A questão federativa, envolvendo a autonomia dos estados, cuja abordagem vem sendo adiada há muito tempo, constitui seguramente um dos maiores desafios da federação brasileira. Entre seus aspectos mais relevantes, sobressai-se uma solução definitiva para o problema da dívida com a União, proveniente da Lei nº 9.496/97, cujas sequelas representam um peso inestimável para os devedores sem oferecer nenhum benefício aos demais entes.
A pressão agora se tornou ainda maior, tendo em vista as sucessivas políticas de ajuste, agravadas com o teto de gastos, e com os devastadores efeitos da pandemia, com a queda das arrecadações e os encargos decorrentes da crise, a um tempo sanitária, econômica e social, recaindo sobre os Estados e Municípios. Como resultado, a capacidade de investimento das unidades federadas vem sendo sufocada e tornou-se iminente o colapso de políticas essenciais, de responsabilidade dos estados, em áreas como saúde, educação e segurança.

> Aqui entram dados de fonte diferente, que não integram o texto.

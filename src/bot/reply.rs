//! Transport-neutral units of work.
//!
//! The dispatcher consumes [`Inbound`] and produces a list of [`Reply`]
//! actions; a transport turns those into API calls. Nothing here knows about
//! any particular chat platform.

use std::path::PathBuf;

use crate::storage::AreaKind;

use super::callback::Callback;

#[derive(Debug, Clone, PartialEq, Eq)]
pub struct Inbound {
    pub user_id: i64,
    pub kind: InboundKind,
}

#[derive(Debug, Clone, PartialEq, Eq)]
pub enum InboundKind {
    /// Any text message, commands included.
    Text(String),
    /// Raw button payload.
    Callback(String),
    Upload(Upload),
}

/// An incoming photo or document, before it is downloaded.
#[derive(Debug, Clone, PartialEq, Eq)]
pub struct Upload {
    pub kind: AreaKind,
    /// Stable per-file id from the transport, used for default names.
    pub unique_id: String,
    /// Original file name, documents only.
    pub file_name: Option<String>,
    pub caption: Option<String>,
    /// Album id shared by items sent together.
    pub media_group_id: Option<String>,
    pub size: Option<u64>,
}

impl Inbound {
    pub fn text(user_id: i64, text: impl Into<String>) -> Self {
        Inbound { user_id, kind: InboundKind::Text(text.into()) }
    }

    pub fn callback(user_id: i64, data: impl Into<String>) -> Self {
        Inbound { user_id, kind: InboundKind::Callback(data.into()) }
    }

    pub fn upload(user_id: i64, upload: Upload) -> Self {
        Inbound { user_id, kind: InboundKind::Upload(upload) }
    }
}

#[derive(Debug, Clone, PartialEq, Eq)]
pub struct Button {
    pub label: String,
    pub data: String,
}

impl Button {
    pub fn new(label: impl Into<String>, callback: &Callback) -> Self {
        Button { label: label.into(), data: callback.encode() }
    }
}

/// Rows of inline buttons.
pub type Keyboard = Vec<Vec<Button>>;

/// Lay out buttons four to a row.
pub fn button_rows(buttons: Vec<Button>) -> Keyboard {
    let mut rows = Vec::new();
    let mut row = Vec::with_capacity(4);
    for button in buttons {
        row.push(button);
        if row.len() == 4 {
            rows.push(std::mem::take(&mut row));
        }
    }
    if !row.is_empty() {
        rows.push(row);
    }
    rows
}

#[derive(Debug, Clone, PartialEq, Eq)]
pub enum Reply {
    Text { text: String, keyboard: Option<Keyboard> },
    /// Deliver an image inline; the transport falls back to a document on failure.
    Photo { path: PathBuf, caption: Option<String> },
    Document { path: PathBuf, caption: Option<String> },
    /// Replace the text of the message whose button was pressed.
    EditText(String),
    /// Remove the buttons from the message whose button was pressed.
    ClearKeyboard,
    /// Acknowledge a button press, optionally with a toast or alert.
    Answer { text: Option<String>, alert: bool },
    /// Download the inbound upload to `dest`, then send `notice` if any.
    Save { dest: PathBuf, notice: Option<String> },
}

impl Reply {
    pub fn text(text: impl Into<String>) -> Self {
        Reply::Text { text: text.into(), keyboard: None }
    }

    pub fn with_keyboard(text: impl Into<String>, keyboard: Keyboard) -> Self {
        Reply::Text { text: text.into(), keyboard: Some(keyboard) }
    }

    pub fn alert(text: impl Into<String>) -> Self {
        Reply::Answer { text: Some(text.into()), alert: true }
    }

    pub fn ack() -> Self {
        Reply::Answer { text: None, alert: false }
    }

    /// Text body, for replies that have one.
    pub fn as_text(&self) -> Option<&str> {
        match self {
            Reply::Text { text, .. } | Reply::EditText(text) => Some(text),
            Reply::Answer { text: Some(text), .. } => Some(text),
            _ => None,
        }
    }
}
/// Turn a reply into a 0-based index into `count` candidates.
pub fn parse_choice(text: &str, count: usize) -> FileOpResult<usize> {
    let trimmed = text.trim();
    if trimmed.is_empty() || !trimmed.chars().all(|c| c.is_ascii_digit()) {
        return Err(FileOpError::Format);
    }
    match trimmed.parse::<usize>() {
        Ok(n) if n >= 1 && n <= count => Ok(n - 1),
        _ => Err(FileOpError::Range { max: count }),
    }
}
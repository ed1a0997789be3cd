//! Error taxonomy for file operations.
//!
//! Every variant is recoverable: the dispatcher renders it through the message
//! catalog and the conversation carries on. Application plumbing (config,
//! startup, transport) uses `anyhow` instead.

use thiserror::Error;

#[derive(Debug, Error)]
pub enum FileOpError {
    /// Resolved path escapes the storage area (or could not be resolved at all).
    #[error("path outside the base directory: {0}")]
    OutOfBounds(String),

    #[error("does not exist: {0}")]
    NotFound(String),

    /// Destination already occupied. This bot never overwrites.
    #[error("an entry with that name already exists at the destination (directory: {is_dir})")]
    Collision { is_dir: bool },

    #[error("the base directory cannot be deleted, moved or renamed")]
    BaseDirectoryProtected,

    #[error("unsupported operation: {0}")]
    Unsupported(&'static str),

    #[error("a directory cannot be moved inside itself")]
    IntoItself,

    #[error("number out of range (1-{max})")]
    Range { max: usize },

    #[error("expected a number")]
    Format,

    #[error("file exceeds the transport limit of {limit} bytes")]
    TransportLimit { limit: u64 },

    #[error("file name is empty after sanitizing")]
    EmptyName,

    #[error("destination is the same as the source")]
    NoOp,

    #[error("destination directory does not exist")]
    MissingParent,

    #[error("{0}")]
    Io(#[from] std::io::Error),
}

pub type FileOpResult<T> = std::result::Result<T, FileOpError>;
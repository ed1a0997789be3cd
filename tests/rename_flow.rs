mod common;

use common::*;
use filebot::bot::Reply;
use filebot::storage::AreaKind;

#[tokio::test]
async fn rename_keeps_the_extension() {
    let (_tmp, server) = server().await;
    let docs = base(&server, AreaKind::Documents);
    touch(&docs, "work/notes.txt", b"n");

    let replies = texts(&say(&server, "/rnd notes").await);
    assert!(replies[0].starts_with("Type the new name"));
    assert_eq!(texts(&say(&server, "meeting summary").await), vec!["🔤 Renamed:\nwork/notes.txt → work/meeting_summary.txt"]);
    assert!(docs.join("work/meeting_summary.txt").exists());
}

#[tokio::test]
async fn alias_without_query_asks_for_one() {
    let (_tmp, server) = server().await;
    let pics = base(&server, AreaKind::Photos);
    touch(&pics, "IMG_001.jpg", b"i");

    assert_eq!(
        texts(&say(&server, "/renamep").await),
        vec!["Send part of the file name in Pictures that you'd like to rename (or type 'cancel')."]
    );
    say(&server, "img").await;
    assert_eq!(texts(&say(&server, "cat").await), vec!["🔤 Renamed:\nIMG_001.jpg → cat.jpg"]);
    assert!(pics.join("cat.jpg").exists());
}

#[tokio::test]
async fn ambiguous_target_by_button() {
    let (_tmp, server) = server().await;
    let docs = base(&server, AreaKind::Documents);
    touch(&docs, "cv_en.pdf", b"e");
    touch(&docs, "cv_es.pdf", b"s");

    let replies = say(&server, "/rnd cv").await;
    assert_eq!(texts(&replies)[0], "🔍 There are 2 matches:\n1. 📄 cv_en.pdf\n2. 📄 cv_es.pdf");
    let picked = press(&server, &buttons(&replies)[0]).await;
    assert_eq!(picked[2], Reply::EditText("File selected: cv_en.pdf".into()));
    assert!(picked[3].as_text().unwrap().starts_with("Type the new name"));

    assert_eq!(texts(&say(&server, "resume.pdf").await), vec!["🔤 Renamed:\ncv_en.pdf → resume.pdf"]);
}

#[tokio::test]
async fn collisions_and_directories_are_refused() {
    let (_tmp, server) = server().await;
    let docs = base(&server, AreaKind::Documents);
    touch(&docs, "a.txt", b"a");
    touch(&docs, "b.txt", b"b");
    std::fs::create_dir_all(docs.join("photos_2020")).unwrap();

    say(&server, "/rnd a.txt").await;
    assert_eq!(texts(&say(&server, "b").await), vec!["❌ A file with that name already exists at the destination."]);
    assert_eq!(std::fs::read(docs.join("b.txt")).unwrap(), b"b");

    // directories never show up as rename candidates
    assert_eq!(texts(&say(&server, "/rnd photos_2020").await), vec!["❌ No files found with that name."]);
}

#[tokio::test]
async fn cancel_stops_before_renaming() {
    let (_tmp, server) = server().await;
    let docs = base(&server, AreaKind::Documents);
    touch(&docs, "a.txt", b"a");

    say(&server, "/rnd a").await;
    assert_eq!(texts(&say(&server, "stop").await), vec!["Rename operation cancelled."]);
    assert!(docs.join("a.txt").exists());
}
mod common;

use common::*;
use filebot::bot::Reply;
use filebot::storage::AreaKind;

#[tokio::test]
async fn direct_move_into_folder() {
    let (_tmp, server) = server().await;
    let docs = base(&server, AreaKind::Documents);
    touch(&docs, "a.txt", b"a");
    std::fs::create_dir_all(docs.join("archive")).unwrap();

    let replies = say(&server, "/mvd a.txt archive").await;
    assert_eq!(texts(&replies), vec!["📦 Moved:\na.txt → archive/a.txt"]);
    assert!(docs.join("archive/a.txt").exists());
    assert!(!docs.join("a.txt").exists());
}

#[tokio::test]
async fn assistant_with_single_matches() {
    let (_tmp, server) = server().await;
    let docs = base(&server, AreaKind::Documents);
    touch(&docs, "budget.xlsx", b"b");
    std::fs::create_dir_all(docs.join("Finance")).unwrap();

    assert_eq!(
        texts(&say(&server, "/mvd").await),
        vec!["Send part of the source name in Documents (or type 'cancel')."]
    );
    let next = texts(&say(&server, "budget").await);
    assert!(next[0].starts_with("Now send part of the destination folder name in Documents"));
    assert_eq!(texts(&say(&server, "fin").await), vec!["📦 Moved:\nbudget.xlsx → Finance/budget.xlsx"]);
    assert!(docs.join("Finance/budget.xlsx").exists());

    // flow is over
    assert_eq!(texts(&say(&server, "fin").await), vec![server.texts().not_understood()]);
}

#[tokio::test]
async fn origin_argument_starts_the_search() {
    let (_tmp, server) = server().await;
    let pics = base(&server, AreaKind::Photos);
    touch(&pics, "trip/beach.jpg", b"j");

    let replies = texts(&say(&server, "/mvp beach").await);
    assert!(replies[0].starts_with("Now send part of the destination folder name in Pictures"));
    assert_eq!(texts(&say(&server, ".").await), vec!["📦 Moved:\ntrip/beach.jpg → beach.jpg"]);
    assert!(pics.join("beach.jpg").exists());
}

#[tokio::test]
async fn ambiguous_destination_is_picked_with_a_button() {
    let (_tmp, server) = server().await;
    let docs = base(&server, AreaKind::Documents);
    touch(&docs, "draft.md", b"d");
    std::fs::create_dir_all(docs.join("2023")).unwrap();
    std::fs::create_dir_all(docs.join("projects/2024")).unwrap();

    say(&server, "/mvd draft").await;
    let replies = say(&server, "20").await;
    assert_eq!(texts(&replies)[0], "🔍 Possible destinations (2):\n1. 📂 2023\n2. 📂 projects/2024");

    let picked = press(&server, &buttons(&replies)[1]).await;
    assert_eq!(picked[1], Reply::ClearKeyboard);
    assert_eq!(picked[2], Reply::EditText("Selected: projects/2024".into()));
    assert_eq!(picked[3].as_text(), Some("📦 Moved:\ndraft.md → projects/2024/draft.md"));
    assert!(docs.join("projects/2024/draft.md").exists());
}

#[tokio::test]
async fn ambiguous_origin_by_number() {
    let (_tmp, server) = server().await;
    let docs = base(&server, AreaKind::Documents);
    touch(&docs, "log1.txt", b"1");
    touch(&docs, "log2.txt", b"2");
    std::fs::create_dir_all(docs.join("old")).unwrap();

    say(&server, "/mvd").await;
    let list = say(&server, "log").await;
    assert_eq!(texts(&list)[0], "🔍 Matches for the source (2):\n1. 📄 log1.txt\n2. 📄 log2.txt");
    assert_eq!(texts(&say(&server, "7").await), vec!["⚠️ Number out of range."]);
    say(&server, "2").await;
    assert_eq!(texts(&say(&server, "old").await), vec!["📦 Moved:\nlog2.txt → old/log2.txt"]);
}

#[tokio::test]
async fn existing_target_is_never_overwritten() {
    let (_tmp, server) = server().await;
    let docs = base(&server, AreaKind::Documents);
    touch(&docs, "a.txt", b"new");
    touch(&docs, "dir/a.txt", b"old");

    let replies = say(&server, "/mvd a.txt dir").await;
    assert_eq!(texts(&replies), vec!["❌ A file with that name already exists at the destination."]);
    assert_eq!(std::fs::read(docs.join("dir/a.txt")).unwrap(), b"old");
    assert!(docs.join("a.txt").exists());
}

#[tokio::test]
async fn guard_errors_are_reported() {
    let (_tmp, server) = server().await;
    let docs = base(&server, AreaKind::Documents);
    touch(&docs, "a.txt", b"a");

    assert_eq!(texts(&say(&server, "/mvd a.txt .").await), vec!["⚠️ The destination is the same as the source."]);
    assert_eq!(texts(&say(&server, "/mvd a.txt missing/b.txt").await), vec!["❌ The destination directory doesn't exist."]);
    assert_eq!(texts(&say(&server, "/mvd ghost.txt .").await), vec!["❌ Does not exist: ghost.txt"]);
    let escaped = texts(&say(&server, "/mvd a.txt ../../etc").await);
    assert!(escaped[0].starts_with("❌ Path outside the base directory"));
    assert!(docs.join("a.txt").exists());
}

#[tokio::test]
async fn cancel_in_any_stage() {
    let (_tmp, server) = server().await;
    let docs = base(&server, AreaKind::Documents);
    touch(&docs, "a.txt", b"a");

    say(&server, "/mvd a.txt").await;
    assert_eq!(texts(&say(&server, "salir").await), vec!["Move operation cancelled."]);
    assert!(docs.join("a.txt").exists());
}

#[tokio::test]
async fn too_many_arguments_show_usage() {
    let (_tmp, server) = server().await;
    let replies = texts(&say(&server, "/mvp a b c").await);
    assert!(replies[0].starts_with("⚠️ Use: /mvp <origin> <destination>"));
}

É bom lembrar que, se houve, à época, irresponsabilidade por parte de alguns gestores, uma parte não negligenciável das dificuldades fiscais dos entes federativos teve a contribuição da política financeira do governo central. A União impôs condições severas aos devedores, além de medidas associadas, como a privatização do sistema bancário. Entre as características dos contratos então firmados – que só deixaram de fora Amapá e Tocantins -, destacam-se:
– A fixação do IGP/DI como indexador dos saldos devedores (a limitação dos gastos públicos acabou levando à aplicação do IPCA);
– A cobrança de juros de 6% a.a. a 9% a.a. (a forma de capitalização dos juros também foi questionada, mas continuaram a ser calculados juros compostos);
– A amortização da dívida como parcela da receita corrente líquida (que poderia atingir até 13%);
– A capitalização dos saldos devedores e consequente rolagem e prorrogação dos vencimentos (prazo original de 20 anos, prorrogáveis por mais 10, alongado por mais 20 anos em 2016).
Soluções parciais e temporárias foram tentadas, sem resultados. De se ressaltar que, do ponto de vista das finanças nacionais, o pagamento da dívida dos demais entes perante a União é neutro, apenas aumenta o superávit ou reduz o déficit da União, em contrapartida, reduz o superávit ou aumenta o déficit dos devedores.
A título de ilustração, com base em nota pública da Federação Brasileira de Associações de Fiscais de Tributos Estaduais – FEBRAFITE, de 11 de fevereiro de 2019, a União financiou a maioria dos Estados a um custo de IGP-DI + 6% a.a., que, de dez/99 a dez/17, acumulou 1.379%, enquanto a inflação brasileira, medida pelo IPCA, atingiu 237%. Só para se ter uma ideia, o valor do empréstimo na origem, em 1998, que era de R$ 93,2 bilhões, até dezembro de 2011 os Estados tinham pago R$ 158 bilhões e, em 2016, a dívida total somava R$427 bilhões. Esses e vários outros dados evidenciam aquilo que vários estudiosos de Finanças Públicas têm manifestado: as dívidas dos estados com a União são impagáveis.
Em suma, os maiores devedores não tiveram – nem terão – a possibilidade de liquidar a dívida, pelas próprias condições de “atualização” do saldo devedor, pelo peso dos encargos incidente sobre o principal e pela sangria resultante dos desembolsos mensais. O comprometimento das receitas mensais torna inviável a perspectiva de os entes “pouparem” uma parcela que sequer permita a realização das despesas correntes, fato agravado com o baixo crescimento dos últimos quatro anos e a frustração na arrecadação desses exercícios. Nestas circunstâncias, qualquer prorrogação dos prazos de vencimento da dívida só fará prolongar a agonia do paciente, eliminando qualquer perspectiva de recuperação a médio ou longo prazo.
As novas gerações não devem continuar sendo penalizadas por condutas reprováveis de gestores do passado, magnificadas pelas condições insustentáveis com que a dívida constituída vem sendo cobrada. A recomendação categórica que se impõe é, portanto, a de cancelamento incondicional desses contratos, com (i) a suspensão imediata de todos os desembolsos a eles relativos e (ii) a destinação do montante de desembolsos realizados ao financiamento de um programa de recuperação via investimentos em infraestrutura, que contemple setores prioritários para a retomada do desenvolvimento, sob a coordenação e acompanhamento de representações da sociedade civil que lidem com finanças públicas, levando em conta a redução das desigualdades regionais e a valorização do trabalho. Uma contrapartida necessária, por parte dos estados, seria uma gestão mais responsável e eficiente dos recursos, inclusive ajustando remunerações exageradas de algumas castas do serviço público.